### [Exercise]
Work through the lines of the material below, note those with the word "match", and give their number, nothing else.

### [Records to use]
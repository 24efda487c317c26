//! 运单处理流程 - 流程层
//!
//! 核心职责：定义"一次上传"的完整处理流程
//!
//! 流程顺序：
//! 1. 写入临时文件
//! 2. 调用处理器（带超时）
//! 3. 删除临时文件
//! 4. 恢复输出 → 规范化
//! 5. 任何一步拿不到数据 → 演示数据兜底
//!
//! 处理器不可用不会变成错误返回给调用方，只体现在结果的 `source` 和 `note` 上。

use std::path::{Path, PathBuf};
use std::time::Instant;

use rand::Rng;
use tracing::{info, warn};

use crate::config::Config;
use crate::error::AppResult;
use crate::infrastructure::{InvokeError, ProcessOutcome, ProcessorInvoker, ScopedUpload};
use crate::models::{CanonicalResult, ProcessMode, ProcessRequest};
use crate::services::{
    normalize, recover, recover_structured, synthesize, DemoGenerator, FallbackReason,
    ResultContext,
};
use crate::utils::logging::truncate_text;

const OUTPUT_PREVIEW_CHARS: usize = 500;

/// 运单处理流程
///
/// - 编排 invoke → recover → normalize
/// - 决定何时走演示数据
/// - 每次请求独立，不在请求之间共享可变状态
#[derive(Debug, Clone)]
pub struct ManifestFlow {
    invoker: ProcessorInvoker,
    upload_dir: PathBuf,
    demo_seed: Option<u64>,
    verbose_logging: bool,
}

impl ManifestFlow {
    pub fn new(config: &Config) -> Self {
        Self {
            invoker: ProcessorInvoker::from_config(config),
            upload_dir: config.upload_dir(),
            demo_seed: config.demo_seed,
            verbose_logging: config.verbose_logging,
        }
    }

    /// 使用自定义调用器（测试时替换成脚本）
    pub fn with_invoker(invoker: ProcessorInvoker, upload_dir: impl Into<PathBuf>) -> Self {
        Self {
            invoker,
            upload_dir: upload_dir.into(),
            demo_seed: None,
            verbose_logging: false,
        }
    }

    /// 固定演示数据的随机种子
    pub fn with_demo_seed(mut self, seed: u64) -> Self {
        self.demo_seed = Some(seed);
        self
    }

    pub fn invoker(&self) -> &ProcessorInvoker {
        &self.invoker
    }

    pub fn upload_dir(&self) -> &Path {
        &self.upload_dir
    }

    /// 处理一次已校验的上传
    ///
    /// # 参数
    /// - `display_name`: 清洗后的文件名
    /// - `content`: 文件内容
    /// - `mode`: 同步 / 异步
    ///
    /// # 错误
    /// 只有临时文件无法写入时返回错误；处理器相关的失败都会得到演示结果
    pub async fn process_upload(
        &self,
        display_name: String,
        content: &[u8],
        mode: ProcessMode,
    ) -> AppResult<CanonicalResult> {
        let started = Instant::now();
        let upload = ScopedUpload::write(&self.upload_dir, content)?;
        let request = ProcessRequest {
            upload,
            mode,
            display_name,
        };

        let mut result = self.run(request).await;
        result.processing_time = format!("{:.1} seconds", started.elapsed().as_secs_f64());

        info!(
            "✅ {} 处理完成: source={}, 异常 {} 条, 用时 {}",
            result.filename,
            result.source.as_str(),
            result.exceptions.len(),
            result.processing_time
        );
        Ok(result)
    }

    /// 运行处理器并得到规范结果，临时文件在返回前删除
    pub async fn run(&self, request: ProcessRequest) -> CanonicalResult {
        let ProcessRequest {
            upload,
            mode,
            display_name,
        } = request;
        let ctx = ResultContext::new(display_name, mode, upload.size());

        info!(
            "📄 开始处理 {} ({} 字节, {:?})",
            ctx.filename, ctx.file_size, ctx.mode
        );

        let outcome = self.invoker.invoke(upload.path(), mode).await;
        upload.close();

        if let Ok(outcome) = &outcome {
            self.log_output(outcome);
        }

        let mut generator = DemoGenerator::from_seed_option(self.demo_seed);
        resolve(&ctx, outcome, &mut generator)
    }

    fn log_output(&self, outcome: &ProcessOutcome) {
        if !self.verbose_logging {
            return;
        }
        info!(
            "📝 处理器 stdout: {}",
            truncate_text(&outcome.stdout, OUTPUT_PREVIEW_CHARS)
        );
        if !outcome.stderr.trim().is_empty() {
            info!(
                "📝 处理器 stderr: {}",
                truncate_text(&outcome.stderr, OUTPUT_PREVIEW_CHARS)
            );
        }
    }
}

/// 根据调用结果决定走哪条路径
///
/// - 正常退出：三种恢复策略依次尝试
/// - 非零退出：只尝试结构化策略，错误输出不当作运单数据
/// - 调用失败：直接生成演示数据
pub fn resolve<R: Rng>(
    ctx: &ResultContext,
    outcome: Result<ProcessOutcome, InvokeError>,
    generator: &mut DemoGenerator<R>,
) -> CanonicalResult {
    let outcome = match outcome {
        Ok(outcome) => outcome,
        Err(err) => {
            warn!("⚠️ 处理器不可用，使用演示数据: {}", err);
            return synthesize(&FallbackReason::from(&err), ctx, generator);
        }
    };

    if outcome.succeeded() {
        return match recover(&outcome.stdout) {
            Ok(payload) => {
                info!("🔍 输出恢复策略: {}", payload.strategy().as_str());
                normalize(payload, ctx)
            }
            Err(err) => {
                warn!("⚠️ {}，使用演示数据", err);
                synthesize(&FallbackReason::UnparseableOutput, ctx, generator)
            }
        };
    }

    match recover_structured(&outcome.stdout) {
        Some(payload) => {
            warn!(
                "⚠️ 处理器退出码 {:?}，但输出中有结构化数据 ({})",
                outcome.exit_code,
                payload.strategy().as_str()
            );
            normalize(payload, ctx)
        }
        None => {
            warn!(
                "⚠️ 处理器失败 (code={:?}): {}",
                outcome.exit_code,
                truncate_text(outcome.stderr.trim(), OUTPUT_PREVIEW_CHARS)
            );
            synthesize(
                &FallbackReason::ExitFailure {
                    code: outcome.exit_code,
                },
                ctx,
                generator,
            )
        }
    }
}

#[cfg(test)]
mod tests {
    use super::*;
    use crate::models::{Provenance, ResultStatus};
    use std::time::Duration;

    fn ctx() -> ResultContext {
        ResultContext::new("trip.pdf", ProcessMode::Synchronous, 10)
    }

    fn outcome(code: i32, stdout: &str) -> Result<ProcessOutcome, InvokeError> {
        Ok(ProcessOutcome {
            exit_code: Some(code),
            stdout: stdout.to_string(),
            stderr: String::new(),
            elapsed: Duration::from_millis(5),
        })
    }

    const MARKED: &str = "progress 50%\n--- JSON OUTPUT START ---\n{\"manifest\":{\"tripNumber\":\"9\"},\"exceptions\":[],\"summary\":{}}\n--- JSON OUTPUT END ---\n";

    #[test]
    fn test_success_uses_recovered_payload() {
        let result = resolve(&ctx(), outcome(0, MARKED), &mut DemoGenerator::seeded(1));
        assert_eq!(result.source, Provenance::StructuredJson);
        assert_eq!(result.manifest.trip_number, "9");
    }

    #[test]
    fn test_success_with_plain_text_uses_text_scan() {
        let result = resolve(
            &ctx(),
            outcome(0, "Trip: 1234567\nPRO: 55 short"),
            &mut DemoGenerator::seeded(1),
        );
        assert_eq!(result.source, Provenance::TextFallback);
        assert_eq!(result.exceptions[0].pro_number, "55");
    }

    #[test]
    fn test_non_zero_exit_ignores_plain_text() {
        let result = resolve(
            &ctx(),
            outcome(1, "error: Trip: 1234567 could not be read"),
            &mut DemoGenerator::seeded(1),
        );
        assert_eq!(result.source, Provenance::SyntheticDemo);
        assert!(result.note.contains("exited with code 1"));
    }

    #[test]
    fn test_non_zero_exit_still_accepts_structured_output() {
        let result = resolve(&ctx(), outcome(2, MARKED), &mut DemoGenerator::seeded(1));
        assert_eq!(result.source, Provenance::StructuredJson);
    }

    #[test]
    fn test_empty_output_is_synthetic() {
        let result = resolve(&ctx(), outcome(0, "   \n"), &mut DemoGenerator::seeded(1));
        assert_eq!(result.source, Provenance::SyntheticDemo);
        assert_eq!(result.status, ResultStatus::Success);
        assert!(result.note.contains("could not be parsed"));
    }

    #[test]
    fn test_invoke_error_is_synthetic() {
        let err = InvokeError::Timeout {
            after: Duration::from_secs(1),
        };
        let result = resolve(&ctx(), Err(err), &mut DemoGenerator::seeded(1));
        assert_eq!(result.source, Provenance::SyntheticDemo);
        assert!(result.note.contains("timed out"));
        assert_eq!(result.filename, "trip.pdf");
    }
}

### [Task solution]
3